Beim "Monsanto-Tribunal" in Den Haag wollen Umweltaktivisten mit dem Saatgutkonzern abrechnen. Monsanto sei seit Beginn des 20. Jahrhunderts dabei, hochgiftige Produkte zu vermarkten, die unter anderem die Fruchtbarkeit von Mensch und Tier einschränkten, sagte Renate Künast (Grüne) im DLF.

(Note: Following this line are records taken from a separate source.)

//! Scripted player for headless runs
//!
//! Heads for the nearest uncollected goal, climbs toward it one platform at a
//! time, swings at enemies in front of it and closes any popup that appears.

use glam::Vec2;

use crate::max_jump_height;
use crate::sim::{GameState, Platform, TickInput};

/// Horizontal slack before the pilot bothers to steer
const STEER_DEAD_ZONE: f32 = 6.0;
/// Swing when an enemy is this close in front
const SWING_RANGE_X: f32 = 90.0;
const SWING_RANGE_Y: f32 = 40.0;
/// Keep clear of the jump limit so discrete integration still makes it
const CLIMB_MARGIN: f32 = 15.0;
/// Widest horizontal gap a running jump clears onto the next step
const JUMP_REACH_X: f32 = 110.0;

/// Scripted player. Remembers the platform it jumped for so it keeps
/// steering at it while airborne.
#[derive(Debug, Clone, Default)]
pub struct Autopilot {
    step: Option<Platform>,
}

impl Autopilot {
    pub fn new() -> Self {
        Self::default()
    }

    /// Decide this frame's input. Dismisses a pending notification first.
    pub fn drive(&mut self, state: &mut GameState) -> TickInput {
        if state.dismiss_notification() {
            log::debug!("Autopilot dismissed a notification");
        }

        let player = &state.player;
        let feet = Vec2::new(player.body.center().x, player.body.rect().bottom());
        let center = player.body.center();
        let grounded = player.body.on_ground;

        let attack = state.enemies.iter().filter(|e| e.alive).any(|e| {
            let offset = e.body.center() - center;
            offset.x.abs() < SWING_RANGE_X
                && offset.y.abs() < SWING_RANGE_Y
                && offset.x.signum() == player.direction
        });

        let Some(goal) = state
            .goals
            .iter()
            .filter(|g| !g.is_collected())
            .min_by(|a, b| a.center().distance(center).total_cmp(&b.center().distance(center)))
        else {
            return TickInput::default();
        };
        let goal_center = goal.center();

        if grounded {
            self.step = None;
        }

        // Goal above our head: aim for the next platform up instead
        let mut jump = false;
        let target_x = match self.step {
            Some(step) => step.center().x,
            None if grounded && goal_center.y < player.body.pos.y - 10.0 => {
                match next_step(&state.platforms, feet, goal_center) {
                    Some(step) => {
                        jump = horizontal_gap(&step, feet.x) <= JUMP_REACH_X;
                        if jump {
                            self.step = Some(step);
                        }
                        step.center().x
                    }
                    None => goal_center.x,
                }
            }
            None => goal_center.x,
        };

        let dx = target_x - feet.x;
        let move_x = if dx.abs() > STEER_DEAD_ZONE {
            dx.signum()
        } else {
            0.0
        };

        TickInput {
            move_x,
            jump,
            attack,
            modal_active: false,
        }
    }
}

/// Highest platform above the feet that one jump can reach, nearest the goal
fn next_step(platforms: &[Platform], feet: Vec2, goal: Vec2) -> Option<Platform> {
    let reach = max_jump_height() - CLIMB_MARGIN;
    platforms
        .iter()
        .filter(|p| p.y < feet.y - 5.0 && feet.y - p.y <= reach)
        .min_by(|a, b| {
            let da = (a.center().x - goal.x).abs() + (a.y - goal.y).abs();
            let db = (b.center().x - goal.x).abs() + (b.y - goal.y).abs();
            da.total_cmp(&db)
        })
        .copied()
}

/// Horizontal distance from `x` to the platform's span, zero when under it
fn horizontal_gap(platform: &Platform, x: f32) -> f32 {
    (platform.x - x).max(x - platform.right()).max(0.0)
}

#[cfg(test)]
mod tests {
    use super::*;
    use crate::settings::Settings;
    use crate::sim::{Rect, tick};

    const DT: f32 = 1.0 / 60.0;

    fn quiet(level: u32) -> GameState {
        let settings = Settings {
            notifications: false,
            ..Settings::default()
        };
        let mut state = GameState::with_settings(21, level, settings);
        state.enemies.clear();
        state.start(0.0);
        state
    }

    #[test]
    fn test_heads_toward_goal() {
        let mut state = GameState::with_settings(1, 1, Settings::default());
        state.start(0.0);
        // Nearest goal on level 1 sits on the first ledge to the left
        let input = Autopilot::new().drive(&mut state);
        assert_ne!(input.move_x, 0.0);
    }

    #[test]
    fn test_picks_reachable_step() {
        let platforms = [
            Rect::new(0.0, 580.0, 800.0, 20.0),
            Rect::new(100.0, 500.0, 100.0, 20.0),
            Rect::new(100.0, 300.0, 100.0, 20.0),
        ];
        let step = next_step(&platforms, Vec2::new(50.0, 580.0), Vec2::new(150.0, 270.0));
        assert_eq!(step, Some(platforms[1]));
    }

    #[test]
    fn test_horizontal_gap() {
        let platform = Rect::new(450.0, 430.0, 200.0, 20.0);
        assert_eq!(horizontal_gap(&platform, 340.0), 110.0);
        assert_eq!(horizontal_gap(&platform, 500.0), 0.0);
        assert_eq!(horizontal_gap(&platform, 700.0), 50.0);
    }

    #[test]
    fn test_running_jump_across_gap() {
        // Level 2, platform 1 spans x 150..350 at y 500; the next step up
        // starts at x 450
        let mut state = quiet(2);
        state.goals[0].collect();
        state.player.body.pos = Vec2::new(345.0 - 22.5, 455.0);
        state.player.body.on_ground = true;

        let mut pilot = Autopilot::new();
        let input = pilot.drive(&mut state);
        assert!(input.jump);
        assert_eq!(input.move_x, 1.0);
    }

    #[test]
    fn test_clears_level_two() {
        let mut state = quiet(2);
        let mut pilot = Autopilot::new();
        for _ in 0..3_000 {
            let input = pilot.drive(&mut state);
            tick(&mut state, &input, DT);
            if state.is_ended() {
                break;
            }
        }
        assert!(state.outcome().is_some_and(|o| o.won));
    }

    #[test]
    fn test_dismisses_notifications() {
        let mut state = GameState::new(4);
        state.enemies.clear();
        state.start(0.0);
        let mut pilot = Autopilot::new();
        let mut dismissed = 0;
        for _ in 0..2_000 {
            if state.active_notification().is_some() {
                dismissed += 1;
            }
            let input = pilot.drive(&mut state);
            assert!(state.active_notification().is_none());
            tick(&mut state, &input, DT);
            if state.is_ended() {
                break;
            }
        }
        assert!(dismissed <= 1);
    }
}
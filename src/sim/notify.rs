//! Interrupting notifications
//!
//! Workplace chat messages that pop up mid-level and block player input until
//! the host dismisses them. The world keeps moving underneath; only the
//! notification timer itself is paused while one is on screen.

use rand::Rng;
use rand_pcg::Pcg32;
use serde::Serialize;

use super::state::{GameEvent, GamePhase, GameState};

/// How loudly a message demands attention
#[derive(Debug, Clone, Copy, PartialEq, Eq, Serialize)]
pub enum Urgency {
    Low,
    Medium,
    High,
}

impl Urgency {
    pub fn emoji(self) -> &'static str {
        match self {
            Urgency::Low => "🟢",
            Urgency::Medium => "🟡",
            Urgency::High => "🔴",
        }
    }
}

/// A single popup message
#[derive(Debug, Clone, Copy, PartialEq, Eq, Serialize)]
pub struct Notification {
    pub sender: &'static str,
    pub message: &'static str,
    pub urgency: Urgency,
}

const fn note(sender: &'static str, message: &'static str, urgency: Urgency) -> Notification {
    Notification {
        sender,
        message,
        urgency,
    }
}

pub static MESSAGES: [Notification; 16] = [
    note(
        "Sarah Chen (PM)",
        "Where's the status update on the authentication feature? Client is asking for ETA.",
        Urgency::High,
    ),
    note(
        "Mike Roberts (CEO)",
        "We need to ship this today. No excuses. The board meeting is tomorrow.",
        Urgency::High,
    ),
    note(
        "Jennifer Liu (PM)",
        "Can you hop on a quick call? Just need 5 minutes to discuss the requirements.",
        Urgency::Medium,
    ),
    note(
        "David Thompson (CTO)",
        "Production is down. Drop everything and fix the payment gateway NOW.",
        Urgency::High,
    ),
    note(
        "Lisa Parker (PM)",
        "Client changed their mind again. Need to revert all changes and start over.",
        Urgency::Medium,
    ),
    note(
        "James Wilson (CTO)",
        "The database is corrupted. Please tell me you have backups ready.",
        Urgency::High,
    ),
    note(
        "Michelle Chang (PM)",
        "Marketing needs the API docs by EOD. Can you prioritize this?",
        Urgency::Medium,
    ),
    note(
        "Kevin Martinez (QA)",
        "Found 47 new bugs in the latest build. Should I create tickets for all of them?",
        Urgency::Medium,
    ),
    note(
        "Rachel Wong (Designer)",
        "The buttons are 2px off from the mockup. Can you fix them before launch?",
        Urgency::Low,
    ),
    note(
        "Tony Stark (DevOps)",
        "The CI/CD pipeline is broken again. Third time this week. Help?",
        Urgency::High,
    ),
    note(
        "Emma Johnson (HR)",
        "Don't forget about the mandatory team building session at 2pm today!",
        Urgency::Low,
    ),
    note(
        "Alex Kumar (PM)",
        "Can we add 'just one more feature'? It's super simple, I promise.",
        Urgency::Medium,
    ),
    note(
        "Derek Kim (CTO)",
        "Security audit found vulnerabilities. Need patches deployed immediately.",
        Urgency::High,
    ),
    note(
        "Natalie Brown (PM)",
        "Can you join the retrospective? We need to discuss why velocity is down.",
        Urgency::Low,
    ),
    note(
        "Tyler Scott (QA)",
        "All tests are failing after your last commit. Can you take a look?",
        Urgency::High,
    ),
    note(
        "Ethan Davis (PM)",
        "Can you estimate how long it would take to rewrite everything in React?",
        Urgency::Low,
    ),
];

/// Delay before the first message of a level (seconds)
const FIRST_DELAY: (f32, f32) = (1.0, 5.0);
/// Delay between later messages (seconds)
const LATER_DELAY: (f32, f32) = (15.0, 40.0);

/// Per-level notification schedule
#[derive(Debug, Clone, Default, Serialize)]
pub struct NotificationTimer {
    /// Seconds accumulated toward the next message
    pub elapsed: f32,
    /// Messages shown so far this level
    pub sent: u32,
    /// Delay until the next message fires
    pub next_interval: f32,
}

impl NotificationTimer {
    /// Draw the delay for the next message
    pub fn arm(&mut self, rng: &mut Pcg32) {
        let (lo, hi) = if self.sent == 0 {
            FIRST_DELAY
        } else {
            LATER_DELAY
        };
        self.elapsed = 0.0;
        self.next_interval = rng.random_range(lo..hi);
    }
}

/// Maximum messages for a level
pub fn limit_for(state: &GameState) -> u32 {
    state.level.min(state.settings.notification_cap)
}

/// Advance the notification timer and pop a message when it fires.
///
/// Only runs during uninterrupted play.
pub fn update(state: &mut GameState, dt: f32) {
    if !state.settings.notifications || state.phase != GamePhase::Playing {
        return;
    }
    if state.notifications.sent >= limit_for(state) {
        return;
    }

    state.notifications.elapsed += dt;
    if state.notifications.elapsed <= state.notifications.next_interval {
        return;
    }

    let notification = MESSAGES[state.rng.random_range(0..MESSAGES.len())];
    state.notifications.sent += 1;
    state.notifications.arm(&mut state.rng);
    state.phase = GamePhase::Interrupted { notification };
    state.events.push(GameEvent::NotificationShown { notification });
    log::debug!(
        "Notification {} from {}",
        state.notifications.sent,
        notification.sender
    );
}

#[cfg(test)]
mod tests {
    use super::*;
    use crate::settings::Settings;

    const DT: f32 = 0.016;

    fn playing(level: u32, settings: Settings) -> GameState {
        let mut state = GameState::with_settings(21, level, settings);
        state.start(0.0);
        state
    }

    /// Run the timer until a message pops, dismissing nothing
    fn run_until_shown(state: &mut GameState, max_steps: usize) -> Option<usize> {
        for step in 0..max_steps {
            update(state, DT);
            if state.active_notification().is_some() {
                return Some(step);
            }
        }
        None
    }

    #[test]
    fn test_first_delay_is_armed_in_range() {
        let state = GameState::new(3);
        let interval = state.notifications.next_interval;
        assert!((1.0..5.0).contains(&interval));
    }

    #[test]
    fn test_first_message_within_five_seconds() {
        let mut state = playing(1, Settings::default());
        let step = run_until_shown(&mut state, 400).expect("no message within 6.4s");
        assert!(step as f32 * DT <= 5.0 + DT);
        assert!(matches!(
            state.events.last(),
            Some(GameEvent::NotificationShown { .. })
        ));
        assert!((15.0..40.0).contains(&state.notifications.next_interval));
    }

    #[test]
    fn test_timer_paused_while_shown() {
        let mut state = playing(2, Settings::default());
        run_until_shown(&mut state, 400).expect("no message");
        let elapsed = state.notifications.elapsed;
        for _ in 0..100 {
            update(&mut state, DT);
        }
        assert_eq!(state.notifications.elapsed, elapsed);
        assert!(state.dismiss_notification());
        assert!(!state.dismiss_notification());
        assert_eq!(state.phase, GamePhase::Playing);
    }

    #[test]
    fn test_level_limit_caps_messages() {
        let mut state = playing(1, Settings::default());
        run_until_shown(&mut state, 400).expect("no message");
        state.dismiss_notification();
        // Level 1 allows a single message
        assert_eq!(run_until_shown(&mut state, 5_000), None);
        assert_eq!(state.notifications.sent, 1);
    }

    #[test]
    fn test_cap_and_toggle_from_settings() {
        let settings = Settings {
            notification_cap: 1,
            ..Settings::default()
        };
        let state = playing(4, settings);
        assert_eq!(limit_for(&state), 1);

        let settings = Settings {
            notifications: false,
            ..Settings::default()
        };
        let mut state = playing(4, settings);
        assert_eq!(run_until_shown(&mut state, 5_000), None);
    }

    #[test]
    fn test_messages_are_well_formed() {
        assert!(MESSAGES.iter().all(|m| !m.sender.is_empty() && !m.message.is_empty()));
        assert!(MESSAGES.iter().any(|m| m.urgency == Urgency::Low));
        assert_eq!(Urgency::High.emoji(), "🔴");
    }
}
//! Enemy behaviour
//!
//! Every enemy patrols its platform until it first sees the player, freezes
//! for a moment (startled), then turns aggressive for the rest of the level.

use super::collision::{Platform, movement_blocked, overlaps};
use super::combat;
use super::state::{AiState, Enemy, GameEvent, GameState, Player};
use crate::consts::*;

/// Update every live enemy. Dead enemies are dropped first.
pub fn update_enemies(state: &mut GameState, dt: f32) {
    state.enemies.retain(|e| e.alive);

    let GameState {
        player,
        enemies,
        platforms,
        events,
        ..
    } = state;

    for enemy in enemies.iter_mut() {
        update_enemy(enemy, player, platforms, events, dt);
    }
}

fn update_enemy(
    enemy: &mut Enemy,
    player: &mut Player,
    platforms: &[Platform],
    events: &mut Vec<GameEvent>,
    dt: f32,
) {
    enemy.hit_cooldown = (enemy.hit_cooldown - dt).max(0.0);
    if let AiState::Startled { remaining } = enemy.ai {
        let remaining = remaining - dt;
        enemy.ai = if remaining <= 0.0 {
            AiState::Aggressive
        } else {
            AiState::Startled { remaining }
        };
    }

    enemy.body.apply_gravity(dt);
    enemy.body.apply_knockback(dt, ENEMY_KNOCKBACK_DECAY);
    enemy.body.land_on(platforms);

    // Sight uses top-left corners
    let dx = (player.body.pos.x - enemy.body.pos.x).abs();
    let dy = (player.body.pos.y - enemy.body.pos.y).abs();
    if enemy.ai == AiState::Patrol && dx < SIGHT_RANGE_X && dy < SIGHT_RANGE_Y {
        enemy.ai = AiState::Startled {
            remaining: STARTLE_DURATION,
        };
        log::trace!("Enemy {} spotted the player", enemy.id);
    }

    let can_act = enemy.body.on_ground
        && !matches!(enemy.ai, AiState::Startled { .. })
        && enemy.body.knockback_x == 0.0;
    if can_act {
        if let Some(platform) = platforms.get(enemy.platform_index) {
            patrol(enemy, player, platform, events, dx, dt);
        }
    }

    if enemy.body.pos.y > ENEMY_FALL_LIMIT || enemy.health <= 0 {
        enemy.alive = false;
    }
}

/// Walk, bump into the player, turn at edges and chase when aggressive
fn patrol(
    enemy: &mut Enemy,
    player: &mut Player,
    platform: &Platform,
    events: &mut Vec<GameEvent>,
    dx: f32,
    dt: f32,
) {
    let current = enemy.body.rect();
    let future = current.with_x(enemy.body.pos.x + enemy.direction * enemy.speed * dt);
    let player_rect = player.body.rect();
    let colliding = overlaps(&current, &player_rect);

    let offset = (player.body.center() - enemy.body.center()).abs();
    let close = offset.x < CONTACT_RANGE_X && offset.y < CONTACT_RANGE_Y;
    if close && enemy.hit_cooldown <= 0.0 && !player.is_dying() {
        combat::strike_player(player, enemy, events);
    }

    if !movement_blocked(&current, &future, &player_rect) {
        enemy.body.pos.x = future.x;
    }

    let x = enemy.body.pos.x;
    if x <= platform.x + EDGE_MARGIN || x >= platform.right() - enemy.body.size.x - EDGE_MARGIN {
        enemy.direction = -enemy.direction;
    }

    let dy = (player.body.pos.y - enemy.body.pos.y).abs();
    if enemy.ai == AiState::Aggressive && dx < CHASE_RANGE_X && dy < CHASE_RANGE_Y && !colliding {
        enemy.direction = if player.body.pos.x > enemy.body.pos.x {
            1.0
        } else {
            -1.0
        };
    }
}
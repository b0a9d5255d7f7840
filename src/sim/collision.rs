//! Axis-aligned rectangle collision
//!
//! Every contact test in the game (player vs platform, enemy vs platform,
//! player vs enemy, sword vs enemy) is a plain AABB overlap.

use glam::Vec2;
use serde::Serialize;

/// An axis-aligned rectangle, top-left anchored (y grows downward)
#[derive(Debug, Clone, Copy, PartialEq, Serialize)]
pub struct Rect {
    pub x: f32,
    pub y: f32,
    pub w: f32,
    pub h: f32,
}

/// Platforms are static rectangles
pub type Platform = Rect;

impl Rect {
    pub const fn new(x: f32, y: f32, w: f32, h: f32) -> Self {
        Self { x, y, w, h }
    }

    /// Build from a top-left position and a size
    #[inline]
    pub fn from_pos_size(pos: Vec2, size: Vec2) -> Self {
        Self::new(pos.x, pos.y, size.x, size.y)
    }

    #[inline]
    pub fn right(&self) -> f32 {
        self.x + self.w
    }

    #[inline]
    pub fn bottom(&self) -> f32 {
        self.y + self.h
    }

    #[inline]
    pub fn center(&self) -> Vec2 {
        Vec2::new(self.x + self.w / 2.0, self.y + self.h / 2.0)
    }

    /// Same rectangle moved to a new x
    #[inline]
    pub fn with_x(&self, x: f32) -> Self {
        Self { x, ..*self }
    }

    /// Horizontal extents overlap (open intervals)
    #[inline]
    pub fn overlaps_x(&self, other: &Rect) -> bool {
        self.x < other.right() && self.right() > other.x
    }
}

/// Standard AABB overlap test. Touching edges do not count.
#[inline]
pub fn overlaps(a: &Rect, b: &Rect) -> bool {
    a.x < b.x + b.w && a.x + a.w > b.x && a.y < b.y + b.h && a.y + a.h > b.y
}

/// Whether moving from `current` to `future` must be rejected because of `other`.
///
/// Entities may separate, but never burrow: a move is blocked when it creates
/// a new overlap, or when the two already overlap and the move brings the
/// centres closer together horizontally.
pub fn movement_blocked(current: &Rect, future: &Rect, other: &Rect) -> bool {
    let colliding = overlaps(current, other);
    let would_collide = overlaps(future, other);

    if would_collide && !colliding {
        return true;
    }
    if colliding && would_collide {
        let other_x = other.center().x;
        let current_dist = (current.center().x - other_x).abs();
        let future_dist = (future.center().x - other_x).abs();
        return future_dist < current_dist;
    }
    false
}

#[cfg(test)]
mod tests {
    use super::*;
    use proptest::prelude::*;

    #[test]
    fn test_overlap_basic() {
        let a = Rect::new(0.0, 0.0, 10.0, 10.0);
        assert!(overlaps(&a, &Rect::new(5.0, 5.0, 10.0, 10.0)));
        assert!(!overlaps(&a, &Rect::new(20.0, 0.0, 10.0, 10.0)));
    }

    #[test]
    fn test_touching_edges_do_not_overlap() {
        let a = Rect::new(0.0, 0.0, 10.0, 10.0);
        assert!(!overlaps(&a, &Rect::new(10.0, 0.0, 10.0, 10.0)));
        assert!(!overlaps(&a, &Rect::new(0.0, 10.0, 10.0, 10.0)));
    }

    #[test]
    fn test_new_overlap_is_blocked() {
        let enemy = Rect::new(100.0, 0.0, 30.0, 30.0);
        let current = Rect::new(50.0, 0.0, 45.0, 45.0);
        let future = current.with_x(60.0);
        assert!(movement_blocked(&current, &future, &enemy));
    }

    #[test]
    fn test_separating_is_allowed() {
        let enemy = Rect::new(100.0, 0.0, 30.0, 30.0);
        // Overlapping, centre left of the enemy, moving further left
        let current = Rect::new(70.0, 0.0, 45.0, 45.0);
        let future = current.with_x(65.0);
        assert!(!movement_blocked(&current, &future, &enemy));
    }

    #[test]
    fn test_burrowing_is_blocked() {
        let enemy = Rect::new(100.0, 0.0, 30.0, 30.0);
        let current = Rect::new(70.0, 0.0, 45.0, 45.0);
        let future = current.with_x(75.0);
        assert!(movement_blocked(&current, &future, &enemy));
    }

    #[test]
    fn test_free_movement_is_allowed() {
        let enemy = Rect::new(300.0, 0.0, 30.0, 30.0);
        let current = Rect::new(0.0, 0.0, 45.0, 45.0);
        assert!(!movement_blocked(&current, &current.with_x(10.0), &enemy));
    }

    fn rect_strategy() -> impl Strategy<Value = Rect> {
        (-500.0f32..500.0, -500.0f32..500.0, 1.0f32..200.0, 1.0f32..200.0)
            .prop_map(|(x, y, w, h)| Rect::new(x, y, w, h))
    }

    proptest! {
        #[test]
        fn prop_overlap_is_symmetric(a in rect_strategy(), b in rect_strategy()) {
            prop_assert_eq!(overlaps(&a, &b), overlaps(&b, &a));
        }

        #[test]
        fn prop_rect_overlaps_itself(a in rect_strategy()) {
            prop_assert!(overlaps(&a, &a));
        }
    }
}
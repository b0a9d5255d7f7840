//! Body integration and player movement
//!
//! Knockback, gravity and platform landing for every body, plus the
//! input-driven part of player movement.

use super::collision::{Platform, movement_blocked};
use super::combat;
use super::state::{Body, GameEvent, GameState, Player};
use super::tick::TickInput;
use crate::consts::*;

impl Body {
    /// Move by the knockback impulse and decay it toward zero
    pub fn apply_knockback(&mut self, dt: f32, decay_rate: f32) {
        if self.knockback_x == 0.0 {
            return;
        }
        self.pos.x += self.knockback_x * dt;
        self.knockback_x *= 1.0 - dt * decay_rate;
        if self.knockback_x.abs() < KNOCKBACK_EPSILON {
            self.knockback_x = 0.0;
        }
    }

    /// Accelerate downward and move vertically
    pub fn apply_gravity(&mut self, dt: f32) {
        self.velocity_y += GRAVITY * dt;
        self.pos.y += self.velocity_y * dt;
    }

    /// Resolve landing against every platform.
    ///
    /// Platforms are checked in order and a later match overrides an earlier
    /// one (each match snaps the body before the next platform is tested).
    /// Upward motion is never interrupted.
    pub fn land_on(&mut self, platforms: &[Platform]) {
        self.on_ground = false;
        for platform in platforms {
            if self.velocity_y < 0.0 {
                continue;
            }
            let rect = self.rect();
            let bottom = rect.bottom();
            if rect.overlaps_x(platform)
                && bottom > platform.y
                && bottom < platform.bottom() + LANDING_TOLERANCE
            {
                self.pos.y = platform.y - self.size.y;
                self.velocity_y = 0.0;
                self.on_ground = true;
            }
        }
    }

    /// Launch upward. Only allowed while standing on something.
    pub fn jump(&mut self) -> bool {
        if !self.on_ground {
            return false;
        }
        self.velocity_y = -JUMP_VELOCITY;
        self.on_ground = false;
        true
    }
}

impl Player {
    /// Keep the player inside the play field horizontally
    pub fn clamp_to_viewport(&mut self, viewport_width: f32) {
        let max_x = (viewport_width - self.body.size.x).max(0.0);
        self.body.pos.x = self.body.pos.x.clamp(0.0, max_x);
    }
}

/// Apply horizontal input and jump requests to the player.
///
/// Walking into an enemy follows the same rule as enemies walking into the
/// player: separating is fine, burrowing further is not. Getting close to an
/// enemy that is off cooldown costs a contact hit.
pub fn apply_player_input(state: &mut GameState, input: &TickInput, dt: f32) {
    let move_x = input.move_x.clamp(-1.0, 1.0);
    let viewport_width = state.settings.viewport_width;
    let GameState {
        player,
        enemies,
        events,
        ..
    } = state;

    if move_x != 0.0 {
        player.direction = if move_x > 0.0 { 1.0 } else { -1.0 };
        let new_x = player.body.pos.x + move_x * player.speed * dt;
        let current = player.body.rect();
        let future = current.with_x(new_x);

        let mut can_move = true;
        for enemy in enemies.iter_mut().filter(|e| e.alive) {
            let enemy_rect = enemy.body.rect();
            let touching = super::collision::overlaps(&current, &enemy_rect)
                || super::collision::overlaps(&future, &enemy_rect);
            let close = (player.body.pos.x - enemy.body.pos.x).abs() < WALK_IN_RANGE_X;
            if touching && close && enemy.hit_cooldown <= 0.0 {
                combat::strike_player(player, enemy, events);
            }
            if movement_blocked(&current, &future, &enemy_rect) {
                can_move = false;
            }
        }

        if can_move {
            player.body.pos.x = new_x;
            player.clamp_to_viewport(viewport_width);
        }
    }

    if input.jump && player.body.jump() {
        events.push(GameEvent::Jump);
    }
}

/// Knockback, gravity and landing for the player
pub fn step_player(state: &mut GameState, dt: f32) {
    let viewport_width = state.settings.viewport_width;
    let player = &mut state.player;
    let dying = player.is_dying();

    if !dying && player.body.knockback_x != 0.0 {
        player.body.apply_knockback(dt, PLAYER_KNOCKBACK_DECAY);
        player.clamp_to_viewport(viewport_width);
    }

    // Gravity keeps pulling during the death animation
    player.body.apply_gravity(dt);

    if dying {
        player.body.on_ground = false;
    } else {
        player.body.land_on(&state.platforms);
    }
}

Renate Künast im Gespräch mit Jasper Barenberg |
    Die Bundestagsabgeordnete Renate Künast (Grüne).
    Wenn die Regierung nicht helfe, etwas zu unternehmen, wähle man eine bildhafte Sprache, erklärte Renate Künast das Monsanto-Tribunal. (imago / Christian Thiel)
    Wenn die Regierung nicht helfe, etwas zu unternehmen, wähle man eine bildhafte Sprache, erklärte Renate Künast das Tribunal in Den Haag, mit dem fiktiv dem Saatguthersteller Monsanto der Prozess gemacht werden soll.
    Monsanto sei seit Beginn des 20. Jahrhunderts dabei, hochgiftige Produkte zu vermarkten, die auch Krankheit und Tod verursacht und die Fruchtbarkeit von Mensch und Tier eingeschränkt hätten.
    "Monsanto-Tribunal" will in die Beweisaufnahme gehen
    Das dioxinhaltige Entlaubungsmittel "Agent Orange" von Monsanto und Bayer, das im Vietnamkrieg eingesetzt worden sei, verursache heute noch Geburtsschäden. Man gehe nun in die Beweisaufnahme, um dies aufzuzeigen.
    Auch seien neue Sorten von Monsanto, zum Beispiel für besonders trockene Regionen, kein Allheilmittel. Die Natur hätte dies "längst vorgesehen", und würde von selbst dafür sorgen, dass Pflanzen sich den Umweltbedingungen anpassen.

    Das Interview in voller Länge:
    Jasper Barenberg: Wenn es um das Unternehmen Monsanto geht, dann ist der Begriff "Schmuddelkind" noch eine Untertreibung. Seit Jahrzehnten steht wohl keine andere Chemie- und Saatgut-Firma so für alles Schlechte in der globalisierten industriellen Landwirtschaft wie das Unternehmen aus Saint Louis in den USA: Weil Monsanto im Vietnam-Krieg zum Beispiel der US-Armee das berüchtigte Entlaubungsmittel Agent Orange mit all seinen tödlichen Folgen geliefert hat, weil Kritiker dem Konzern dann später vorwarfen, Kleinbauern in den Ruin getrieben zu haben, und im Moment steht Monsanto für sein Pflanzenschutzmittel Glyphosat in der Kritik. Mit all dem muss sich inzwischen auch der deutsche Konzern Bayer auseinandersetzen, der sich ja gerade anschickt, Monsanto zu übernehmen. Heute nun wollen Aktivisten und umweltpolitisch engagierte Wissenschaftler in Den Haag ein sogenanntes Tribunal gegen Monsanto veranstalten. Mehr als 100 Organisationen unterstützen die Initiative. Die Anklage lautet auf Verbrechen gegen die Menschlichkeit und Ökozid, also ein Verbrechen gegen die Umwelt. Renate Künast von den Grünen hat für das Tribunal geworben; sie wird heute als Rednerin daran teilnehmen. Mitgehört hat die Grünen-Politikerin Renate Künast, die Vorsitzende im Ausschuss für Recht und Verbraucherschutz des Bundestages. Schönen guten Morgen!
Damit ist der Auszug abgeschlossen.